In the backlight lighting control method according to the present embodiment, when the voice input unit is used in the backlight lighting control method according to the first embodiment, the sampling unit converts the sound input from the voice input unit into digital data. (FIG. 8, step S302), and the frequency analysis function extracts a frequency with a high sound pressure level from the digital data (FIG. 8, step S303).
When the extracted frequency is within the audible frequency region and the change in the sound pressure level at the frequency is within a predetermined threshold, the noise determination function determines that noise is occurring (FIG. 8). In addition to step S304), when the voice input means is used and noise in the audible frequency band is generated in the voice data input by the voice input means, the frequency is changed with the same duty ratio of the pulse voltage. The backlight control function sends the control signal to be sent to the backlight driver (FIG. 8, step S305).
By this operation, this embodiment has the following effects.

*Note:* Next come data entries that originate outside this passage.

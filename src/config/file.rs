//! Configuration file loading.

use super::types::EngineConfig;
use super::validation::{ConfigError, Validatable};
use std::path::{Path, PathBuf};

/// Error type for config file operations.
#[derive(Debug, thiserror::Error)]
pub enum ConfigFileError {
    #[error("config file not found: {}", .0.display())]
    NotFound(PathBuf),

    #[error("failed to read config file: {0}")]
    Io(#[from] std::io::Error),

    #[error("failed to parse config file: {0}")]
    Parse(#[from] serde_yaml_ng::Error),

    #[error("invalid config file: {}", join_errors(.0))]
    Invalid(Vec<ConfigError>),
}

fn join_errors(errors: &[ConfigError]) -> String {
    errors
        .iter()
        .map(ToString::to_string)
        .collect::<Vec<_>>()
        .join("; ")
}

impl From<ConfigFileError> for crate::error::FingerprintError {
    fn from(err: ConfigFileError) -> Self {
        Self::config(err.to_string())
    }
}

/// Load and validate an `EngineConfig` from a YAML file.
pub fn load_config_file(path: &Path) -> Result<EngineConfig, ConfigFileError> {
    if !path.exists() {
        return Err(ConfigFileError::NotFound(path.to_path_buf()));
    }

    let content = std::fs::read_to_string(path)?;
    let config: EngineConfig = serde_yaml_ng::from_str(&content)?;
    let errors = config.validate();
    if !errors.is_empty() {
        return Err(ConfigFileError::Invalid(errors));
    }
    tracing::debug!(path = %path.display(), "loaded config");
    Ok(config)
}

/// Generate an example config file from the defaults.
#[must_use]
pub fn generate_example_config() -> String {
    format!(
        "# sca-fingerprint configuration\n\n{}",
        serde_yaml_ng::to_string(&EngineConfig::default()).unwrap_or_default()
    )
}
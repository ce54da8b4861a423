//! Scan orchestration.
//!
//! Ties the stages together: enhance every operation result, match the
//! digests against the injected lookup, then collect remediation steps.

mod report;

pub use report::ScanReport;

use std::time::Instant;

use crate::config::EngineConfig;
use crate::enhance::Supplementer;
use crate::error::Result;
use crate::matching::{RemediationTable, VulnerabilityLookup, match_vulnerabilities};
use crate::model::OperationResult;

/// Enhance, match and remediate a batch of operation results.
pub struct ScanPipeline {
    config: EngineConfig,
    supplementer: Supplementer,
    lookup: Box<dyn VulnerabilityLookup>,
    remediation: RemediationTable,
}

impl ScanPipeline {
    /// Build a pipeline over a validated configuration.
    pub fn new(config: EngineConfig, lookup: impl VulnerabilityLookup + 'static) -> Result<Self> {
        let config = config.validated()?;
        let supplementer = Supplementer::new(&config)?;
        let remediation = RemediationTable::from_config(&config.remediation);
        Ok(Self {
            config,
            supplementer,
            lookup: Box::new(lookup),
            remediation,
        })
    }

    #[must_use]
    pub const fn config(&self) -> &EngineConfig {
        &self.config
    }

    /// Access the enhancer registry, e.g. to register a custom enhancer.
    pub fn supplementer_mut(&mut self) -> &mut Supplementer {
        &mut self.supplementer
    }

    /// Run every stage over `results`.
    pub fn run(&self, results: Vec<OperationResult>) -> ScanReport {
        let start = Instant::now();
        let submitted = results.len();

        let mut enhanced = self.supplementer.supplement(results);
        let cves = match_vulnerabilities(&mut enhanced, self.lookup.as_ref());
        let remediation = self.remediation.remediation_steps(&enhanced);

        tracing::info!(
            submitted,
            enhanced = enhanced.len(),
            cves = cves.len(),
            lookup = self.lookup.name(),
            elapsed_ms = start.elapsed().as_millis() as u64,
            "scan finished"
        );

        ScanReport {
            results: enhanced,
            cves,
            remediation,
        }
    }
}

impl std::fmt::Debug for ScanPipeline {
    fn fmt(&self, f: &mut std::fmt::Formatter<'_>) -> std::fmt::Result {
        f.debug_struct("ScanPipeline")
            .field("config", &self.config)
            .field("supplementer", &self.supplementer)
            .field("lookup", &self.lookup.name())
            .finish_non_exhaustive()
    }
}
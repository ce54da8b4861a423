use std::path::Path;

use super::{Enhancer, file_digest, identity_hashes};
use crate::config::HashingConfig;
use crate::error::ContentErrorKind;
use crate::hash::{IdentityScheme, LibraryIdentity, SuperHash, other_platform_hash_file, super_hash_file};
use crate::model::{DependencyInfo, LibType, Library};

/// Loose files found on disk.
///
/// Besides the plain digest these get the content fingerprints, so that a
/// reformatted or line-ending-converted copy of a known file still matches.
#[derive(Debug, Clone)]
pub struct FsEnhancer {
    hashing: HashingConfig,
}

impl FsEnhancer {
    #[must_use]
    pub const fn new(hashing: HashingConfig) -> Self {
        Self { hashing }
    }

    fn super_hash(&self, path: &Path) -> Option<SuperHash> {
        match super_hash_file(path, self.hashing.algorithm) {
            Ok(hash) => Some(hash),
            Err(e) => {
                match e.content_kind() {
                    Some(ContentErrorKind::TooSmall { .. } | ContentErrorKind::TooLarge { .. }) => {
                        tracing::debug!(path = %path.display(), error = %e, "no super hash");
                    }
                    _ => {
                        tracing::warn!(path = %path.display(), error = %e, "failed to calculate super hash");
                    }
                }
                None
            }
        }
    }

    fn other_platform_hash(&self, path: &Path) -> Option<String> {
        other_platform_hash_file(path, self.hashing.algorithm)
            .inspect_err(|e| {
                tracing::warn!(path = %path.display(), error = %e, "failed to calculate other platform hash");
            })
            .ok()
    }
}

impl Enhancer for FsEnhancer {
    fn lib_type(&self) -> LibType {
        LibType::Fs
    }

    fn enhance_library(&self, library: &Library, manifest_file: &str) -> Option<DependencyInfo> {
        let algorithm = self.hashing.algorithm;
        let path = library.system_path.as_deref();
        let mut info = DependencyInfo::from_library(library, manifest_file);
        info.sha1 = file_digest(path, algorithm);

        if let Some(path) = path {
            if self.hashing.super_hash {
                info.super_hash = self.super_hash(path);
            }
            if self.hashing.other_platform {
                info.other_platform_sha1 = self.other_platform_hash(path);
            }
        }

        if self.hashing.all_identity_schemes {
            info.identity_hashes = identity_hashes(
                &LibraryIdentity::from(library),
                &IdentityScheme::ALL,
                algorithm,
            );
        }
        info.record_checksums();
        Some(info)
    }
}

  According to the present embodiment, it is determined whether or not noise is generated in the audible frequency range by using the voice input means 14d that is actually used for recording or voice call as it is. By changing the frequency of the pulse voltage, it is possible to remove the resonance condition and avoid the noise. At this time, since the duty ratio is not changed, the luminance of the backlight unit 12 is not substantially changed.

  Therefore, it is possible to suppress the occurrence of noise in the audible frequency region that may be caused by sounding without changing anything about the visual display. Further, unlike the first embodiment, since the luminance of the backlight unit 12 is not maximized in order to prevent noise, there is also a secondary effect that an increase in power consumption can be suppressed.

(Third embodiment)
In the third embodiment of the present invention, in addition to the second embodiment described above, the sampling control function 423 includes a plurality of operation modes having different sampling frequencies, and the operation mode determination function 422 is used by the voice input means. When the operation mode is an operation mode with a higher sampling frequency, the backlight control function is controlled to change the waveform of the pulse voltage.

With this configuration, in addition to obtaining the same effect as in the second embodiment, the pulse voltage is applied only when the operation mode has a higher sampling frequency, that is, the operation mode in which noise caused by sound is easily picked up. Since the waveform is changed, it is possible to obtain an effect of further reducing power consumption.
Hereinafter, this will be described in more detail.

  FIG. 9 is an explanatory diagram showing the configuration of the electronic device 410 according to the third embodiment of the present invention. The electronic device 410 has the same hardware configuration as the electronic device 210 according to the second embodiment described above, and only the software configuration is partially changed. That is, the device substrate 214 is only replaced with another device substrate 414. Accordingly, the same elements are referred to by the same names and reference numerals, and the description thereof is omitted in principle.

  FIG. 10 is an explanatory diagram showing a more detailed configuration of the device substrate 414 shown in FIG. A control board 213 is also shown, but this is the same as in the second embodiment. The device board 414 includes the same processor 14a, storage means 14b, operation input means 14c, and voice input means 14d as the device boards 14 and 214 of the first and second embodiments, but the first and second implementations. A sampling means 414e different from the configuration is provided.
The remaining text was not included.